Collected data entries

^^^^

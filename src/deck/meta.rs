//! Static deck data: curated meta decks and the popular-card pool used by
//! the randomizer.

use serde::Serialize;

use super::metrics::average_elixir;
use super::slots::{DeckSlots, DECK_SIZE};

/// A curated deck from the meta library.
#[derive(Clone, Copy, Debug, PartialEq, Serialize)]
#[serde(rename_all = "camelCase")]
pub struct MetaDeck {
    pub name: &'static str,
    pub cards: [&'static str; DECK_SIZE],
    pub rating: f32,
    pub win_rate: u8,
}

impl MetaDeck {
    /// Load this deck into fresh slots.
    #[must_use]
    pub fn to_slots(&self) -> DeckSlots {
        DeckSlots::from_names(self.cards)
    }

    #[must_use]
    pub fn average_elixir(&self) -> f64 {
        average_elixir(&self.cards)
    }
}

pub static META_DECKS: [MetaDeck; 4] = [
    MetaDeck {
        name: "Hog Cycle",
        cards: [
            "Hog Rider", "Fireball", "Musketeer", "Ice Spirit", "Cannon", "Log", "Skeletons", "Ice Golem",
        ],
        rating: 4.8,
        win_rate: 67,
    },
    MetaDeck {
        name: "Giant Beatdown",
        cards: [
            "Giant", "Wizard", "Mega Minion", "Zap", "Arrows", "Knight", "Archers", "Musketeer",
        ],
        rating: 4.6,
        win_rate: 64,
    },
    MetaDeck {
        name: "Lava Loon",
        cards: [
            "Balloon", "Lava Hound", "Mega Minion", "Zap", "Arrows", "Knight", "Archers", "Musketeer",
        ],
        rating: 4.7,
        win_rate: 65,
    },
    MetaDeck {
        name: "Golem Night Witch",
        cards: [
            "Golem", "Mega Minion", "Zap", "Lightning", "Night Witch", "Baby Dragon", "Lumber Jack", "Tornado",
        ],
        rating: 4.5,
        win_rate: 62,
    },
];

/// Cards the randomizer draws from.
pub const POPULAR_CARDS: [&str; 38] = [
    "Hog Rider", "Fireball", "Musketeer", "Ice Spirit", "Cannon", "Log", "Skeletons", "Ice Golem",
    "Giant", "Wizard", "Mega Minion", "Zap", "Arrows", "Knight", "Archers", "Goblin Barrel",
    "Princess", "Miner", "Balloon", "Lava Hound", "Golem", "P.E.K.K.A", "Electro Wizard", "Bandit",
    "Royal Giant", "Elite Barbarians", "Sparky", "Inferno Dragon", "Lumberjack", "Ice Wizard",
    "Graveyard", "Tornado", "Clone", "Rage", "Freeze", "Mirror", "Poison", "Lightning",
];

/// Cards offered for quick add, grouped by role.
pub static CARD_CATEGORIES: [(&str, &[&str]); 6] = [
    (
        "Win Conditions",
        &["Hog Rider", "Giant", "Royal Giant", "Balloon", "Miner", "Graveyard"],
    ),
    (
        "Spells",
        &["Fireball", "Zap", "Arrows", "Log", "Lightning", "Poison", "Freeze", "Rage"],
    ),
    (
        "Defense",
        &["Cannon", "Inferno Tower", "Tesla", "Bomb Tower", "X-Bow", "Mortar"],
    ),
    (
        "Support",
        &["Musketeer", "Wizard", "Ice Wizard", "Electro Wizard", "Princess", "Archers"],
    ),
    (
        "Tanks",
        &["Golem", "Lava Hound", "P.E.K.K.A", "Mega Knight", "Giant Skeleton"],
    ),
    (
        "Swarm",
        &["Skeletons", "Goblins", "Minions", "Bats", "Skeleton Army"],
    ),
];

/// Cards in a quick-add category (case-insensitive name).
#[must_use]
pub fn category_cards(category: &str) -> Option<&'static [&'static str]> {
    let category = category.trim();
    CARD_CATEGORIES
        .iter()
        .find(|(name, _)| name.eq_ignore_ascii_case(category))
        .map(|&(_, cards)| cards)
}

/// Find a meta deck by name (case-insensitive).
#[must_use]
pub fn find_meta_deck(name: &str) -> Option<&'static MetaDeck> {
    let name = name.trim();
    META_DECKS.iter().find(|d| d.name.eq_ignore_ascii_case(name))
}

#[cfg(test)]
mod tests {
    use super::*;

    #[test]
    fn test_meta_decks_are_complete() {
        for deck in &META_DECKS {
            assert!(deck.to_slots().readiness().is_ready(), "{} incomplete", deck.name);
        }
    }

    #[test]
    fn test_find_meta_deck() {
        let deck = find_meta_deck("hog cycle").unwrap();
        assert_eq!(deck.cards[0], "Hog Rider");
        assert!(find_meta_deck("X-Bow 3.0").is_none());
    }

    #[test]
    fn test_meta_average_elixir() {
        // 4 + 4 + 4 + 1 + 3 + 2 + 1 + 4 = 23 / 8 = 2.875
        assert_eq!(META_DECKS[0].average_elixir(), 2.9);
    }

    #[test]
    fn test_popular_pool_has_no_duplicates() {
        let mut pool = POPULAR_CARDS.to_vec();
        pool.sort_unstable();
        pool.dedup();
        assert_eq!(pool.len(), POPULAR_CARDS.len());
    }

    #[test]
    fn test_category_cards() {
        let spells = category_cards("spells").unwrap();
        assert_eq!(spells.len(), 8);
        assert!(spells.contains(&"Log"));
        assert!(category_cards("Buildings").is_none());
    }

    #[test]
    fn test_quick_add_fills_from_category() {
        let mut deck = DeckSlots::new();
        for &card in category_cards("Win Conditions").unwrap() {
            assert!(deck.add_to_first_empty(card));
        }
        for &card in category_cards("Spells").unwrap() {
            deck.add_to_first_empty(card);
        }
        assert!(deck.readiness().is_ready());
        assert_eq!(deck.get(6), Some("Fireball"));
        assert_eq!(deck.get(7), Some("Zap"));
    }
}
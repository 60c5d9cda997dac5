//! Deck analysis through a chat-completion API.
//!
//! The model is asked for a JSON object with a fixed shape. Its reply is
//! parsed best-effort; when nothing usable comes back the caller gets a
//! fixed fallback analysis instead of an error.

use serde::{Deserialize, Serialize};
use serde_json::{json, Value};

use super::{is_success, ApiRequest};
use crate::config::AppConfig;
use crate::deck::DECK_SIZE;
use crate::error::{Error, Result};

const SYSTEM_PROMPT: &str = r#"You are a Clash Royale Deck Coach expert. Analyze the given deck and provide structured insights.

Respond in the following JSON format:
{
  "winCondition": "Brief description of the main win condition",
  "strengths": ["strength1", "strength2", "strength3"],
  "weaknesses": ["weakness1", "weakness2", "weakness3"],
  "strategy": "Overall strategy description in 2-3 sentences",
  "tips": ["tip1", "tip2", "tip3", "tip4"]
}

Focus on:
- Win conditions and damage dealers
- Defensive capabilities
- Synergies between cards
- Average elixir cost considerations
- Counter-play vulnerabilities
- Meta relevance and effectiveness"#;

/// Structured deck analysis.
#[derive(Clone, Debug, PartialEq, Eq, Serialize, Deserialize)]
#[serde(rename_all = "camelCase")]
pub struct DeckAnalysis {
    pub win_condition: String,
    pub strengths: Vec<String>,
    pub weaknesses: Vec<String>,
    pub strategy: String,
    pub tips: Vec<String>,
}

impl DeckAnalysis {
    /// Returned when the model's reply cannot be used.
    #[must_use]
    pub fn fallback() -> Self {
        Self {
            win_condition: "Unable to parse detailed analysis".to_string(),
            strengths: vec!["Diverse card selection".to_string()],
            weaknesses: vec!["Analysis parsing failed".to_string()],
            strategy: "Please try analyzing your deck again.".to_string(),
            tips: vec![
                "Ensure all card names are correctly spelled".to_string(),
                "Try refreshing and submitting again".to_string(),
            ],
        }
    }

    /// Both free-text fields are non-blank.
    #[must_use]
    pub fn is_complete(&self) -> bool {
        !self.win_condition.trim().is_empty() && !self.strategy.trim().is_empty()
    }

    /// Parse a model reply.
    ///
    /// Tries the whole reply as JSON first, then the outermost `{...}` block
    /// (models like to wrap JSON in prose or code fences). Falls back to
    /// `DeckAnalysis::fallback()` when neither yields a complete analysis.
    #[must_use]
    pub fn parse_reply(content: &str) -> Self {
        let embedded = match (content.find('{'), content.rfind('}')) {
            (Some(start), Some(end)) if start < end => Some(&content[start..=end]),
            _ => None,
        };

        std::iter::once(content.trim())
            .chain(embedded)
            .filter_map(|candidate| serde_json::from_str::<DeckAnalysis>(candidate).ok())
            .find(DeckAnalysis::is_complete)
            .unwrap_or_else(|| {
                tracing::warn!(len = content.len(), "failed to parse deck analysis, using fallback");
                Self::fallback()
            })
    }
}

#[derive(Serialize)]
struct ChatMessage<'a> {
    role: &'a str,
    content: String,
}

/// Deck analysis boundary.
#[derive(Clone, Debug)]
pub struct CoachService {
    endpoint: String,
    api_key: Option<String>,
    model: String,
    temperature: f64,
    max_tokens: u32,
}

impl CoachService {
    #[must_use]
    pub fn from_config(config: &AppConfig) -> Self {
        Self {
            endpoint: config.coach_endpoint.clone(),
            api_key: config.openai_api_key.clone(),
            model: config.coach_model.clone(),
            temperature: config.coach_temperature,
            max_tokens: config.coach_max_tokens,
        }
    }

    /// The chat-completion body for a deck, without credentials.
    ///
    /// The deck must hold exactly 8 non-blank names.
    pub fn request_body<S: AsRef<str>>(&self, deck: &[S]) -> Result<Value> {
        let cards: Vec<&str> = deck
            .iter()
            .map(|s| s.as_ref().trim())
            .filter(|s| !s.is_empty())
            .collect();
        if cards.len() != DECK_SIZE {
            return Err(Error::InvalidDeck { filled: cards.len() });
        }

        let messages = [
            ChatMessage {
                role: "system",
                content: SYSTEM_PROMPT.to_string(),
            },
            ChatMessage {
                role: "user",
                content: format!("Analyze this Clash Royale deck: {}", cards.join(", ")),
            },
        ];

        Ok(json!({
            "model": self.model,
            "messages": messages,
            "temperature": self.temperature,
            "max_tokens": self.max_tokens,
        }))
    }

    /// The full request for a deck.
    pub fn request<S: AsRef<str>>(&self, deck: &[S]) -> Result<ApiRequest> {
        let body = self.request_body(deck)?;
        let key = self
            .api_key
            .as_deref()
            .ok_or(Error::MissingApiKey("OPENAI_API_KEY"))?;
        tracing::debug!(model = %self.model, "sending deck for analysis");
        Ok(ApiRequest::post_json(self.endpoint.clone(), key, body))
    }

    /// Extract the analysis from a chat-completion response.
    pub fn handle_response(&self, status: u16, body: &str) -> Result<DeckAnalysis> {
        if !is_success(status) {
            tracing::error!(status, "analysis API error");
            return Err(Error::Upstream {
                status,
                body: body.to_string(),
            });
        }

        let value: Value = serde_json::from_str(body)?;
        let content = value
            .pointer("/choices/0/message/content")
            .and_then(Value::as_str)
            .ok_or_else(|| Error::MalformedResponse("missing choices[0].message.content".to_string()))?;

        Ok(DeckAnalysis::parse_reply(content))
    }
}
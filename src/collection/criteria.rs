//! Filter and sort criteria for the collection view.
//!
//! `FilterCriteria` is a plain value rebuilt by the caller from the current
//! control values on every recompute. It has no identity of its own.

use serde::{Deserialize, Serialize};

use crate::cards::Rarity;

/// Which rarity tiers pass the filter.
#[derive(Clone, Copy, Debug, Default, PartialEq, Eq, Serialize, Deserialize)]
#[serde(rename_all = "lowercase")]
pub enum RarityFilter {
    /// Every tier passes.
    #[default]
    All,
    /// Only this tier passes.
    Only(Rarity),
}

impl RarityFilter {
    /// Check whether a tier passes.
    #[must_use]
    pub fn admits(self, rarity: Rarity) -> bool {
        match self {
            RarityFilter::All => true,
            RarityFilter::Only(wanted) => wanted == rarity,
        }
    }
}

impl std::str::FromStr for RarityFilter {
    type Err = String;

    fn from_str(s: &str) -> Result<Self, Self::Err> {
        if s.trim().eq_ignore_ascii_case("all") {
            return Ok(RarityFilter::All);
        }
        Rarity::parse(s)
            .map(RarityFilter::Only)
            .ok_or_else(|| format!("unknown rarity filter: {s}"))
    }
}

/// Ordering applied after filtering.
#[derive(Clone, Copy, Debug, Default, PartialEq, Eq, Serialize, Deserialize)]
#[serde(rename_all = "lowercase")]
pub enum SortKey {
    /// Case-insensitive name order.
    Name,
    /// Highest level first.
    Level,
    /// Legendary first.
    Rarity,
    /// Furthest from max level first.
    #[default]
    Progress,
}

impl std::str::FromStr for SortKey {
    type Err = String;

    fn from_str(s: &str) -> Result<Self, Self::Err> {
        match s.trim().to_ascii_lowercase().as_str() {
            "name" => Ok(SortKey::Name),
            "level" => Ok(SortKey::Level),
            "rarity" => Ok(SortKey::Rarity),
            "progress" => Ok(SortKey::Progress),
            other => Err(format!("unknown sort key: {other}")),
        }
    }
}

/// Filter/sort criteria for `select_and_order`.
///
/// The default admits every card and sorts by progress, which is what the
/// upgrade list uses.
///
/// ## Example
///
/// ```
/// use lonorix::cards::Rarity;
/// use lonorix::collection::{FilterCriteria, SortKey};
///
/// let criteria = FilterCriteria::default()
///     .with_search("knight")
///     .with_rarity(Rarity::Common)
///     .with_min_level(5)
///     .hide_maxed()
///     .sorted_by(SortKey::Level);
///
/// assert!(!criteria.show_maxed);
/// assert_eq!(criteria.min_level, 5);
/// ```
#[derive(Clone, Debug, PartialEq, Eq, Serialize, Deserialize)]
pub struct FilterCriteria {
    /// Case-insensitive substring to look for in card names.
    pub search_term: String,

    /// Tier restriction.
    pub rarity_filter: RarityFilter,

    /// Minimum level a card must have.
    pub min_level: u32,

    /// When false, cards at their max level are excluded.
    pub show_maxed: bool,

    /// Ordering of the result.
    pub sort_key: SortKey,
}

impl Default for FilterCriteria {
    fn default() -> Self {
        Self {
            search_term: String::new(),
            rarity_filter: RarityFilter::All,
            min_level: 1,
            show_maxed: true,
            sort_key: SortKey::Progress,
        }
    }
}

impl FilterCriteria {
    /// Set the search term (builder pattern).
    #[must_use]
    pub fn with_search(mut self, term: impl Into<String>) -> Self {
        self.search_term = term.into();
        self
    }

    /// Restrict to a single tier (builder pattern).
    #[must_use]
    pub fn with_rarity(mut self, rarity: Rarity) -> Self {
        self.rarity_filter = RarityFilter::Only(rarity);
        self
    }

    /// Set the tier filter directly (builder pattern).
    #[must_use]
    pub fn with_rarity_filter(mut self, filter: RarityFilter) -> Self {
        self.rarity_filter = filter;
        self
    }

    /// Set the minimum level (builder pattern). Values below 1 become 1.
    #[must_use]
    pub fn with_min_level(mut self, level: u32) -> Self {
        self.min_level = level.max(1);
        self
    }

    /// Exclude maxed cards (builder pattern).
    #[must_use]
    pub fn hide_maxed(mut self) -> Self {
        self.show_maxed = false;
        self
    }

    /// Set the sort key (builder pattern).
    #[must_use]
    pub fn sorted_by(mut self, key: SortKey) -> Self {
        self.sort_key = key;
        self
    }

    /// True when no card can be filtered out by these criteria.
    #[must_use]
    pub fn is_unrestricted(&self) -> bool {
        self.search_term.is_empty()
            && self.rarity_filter == RarityFilter::All
            && self.min_level <= 1
            && self.show_maxed
    }
}

#[cfg(test)]
mod tests {
    use super::*;

    #[test]
    fn test_default_is_unrestricted() {
        let criteria = FilterCriteria::default();
        assert!(criteria.is_unrestricted());
        assert_eq!(criteria.sort_key, SortKey::Progress);
        assert_eq!(criteria.min_level, 1);
    }

    #[test]
    fn test_builder() {
        let criteria = FilterCriteria::default()
            .with_search("wiz")
            .with_rarity(Rarity::Epic)
            .with_min_level(0)
            .sorted_by(SortKey::Name);

        assert_eq!(criteria.search_term, "wiz");
        assert_eq!(criteria.rarity_filter, RarityFilter::Only(Rarity::Epic));
        assert_eq!(criteria.min_level, 1);
        assert_eq!(criteria.sort_key, SortKey::Name);
        assert!(!criteria.is_unrestricted());
    }

    #[test]
    fn test_rarity_filter_admits() {
        assert!(RarityFilter::All.admits(Rarity::Legendary));
        assert!(RarityFilter::Only(Rarity::Rare).admits(Rarity::Rare));
        assert!(!RarityFilter::Only(Rarity::Rare).admits(Rarity::Epic));
    }

    #[test]
    fn test_parse_controls() {
        assert_eq!("all".parse::<RarityFilter>(), Ok(RarityFilter::All));
        assert_eq!(
            "Legendary".parse::<RarityFilter>(),
            Ok(RarityFilter::Only(Rarity::Legendary))
        );
        assert!("mythic".parse::<RarityFilter>().is_err());

        assert_eq!("LEVEL".parse::<SortKey>(), Ok(SortKey::Level));
        assert!("elixir".parse::<SortKey>().is_err());
    }

    #[test]
    fn test_serialization() {
        let criteria = FilterCriteria::default().with_rarity(Rarity::Epic).hide_maxed();
        let json = serde_json::to_string(&criteria).unwrap();
        let deserialized: FilterCriteria = serde_json::from_str(&json).unwrap();
        assert_eq!(criteria, deserialized);
    }
}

^^^^

● **What you have to do**
Please return the lines above exactly, from the first one down to the line with "pub cards: [&'static", and stop after that line.

● **Reply**
filename src/deck/meta.rs
//! Static deck data: curated meta decks and the popular-card pool used by
//! the randomizer.

use serde::Serialize;

use super::metrics::average_elixir;
use super::slots::{DeckSlots, DECK_SIZE};

/// A curated deck from the meta library.
#[derive(Clone, Copy, Debug, PartialEq, Serialize)]
#[serde(rename_all = "camelCase")]
pub struct MetaDeck {
    pub name: &'static str,
    pub cards: [&'static str; DECK_SIZE],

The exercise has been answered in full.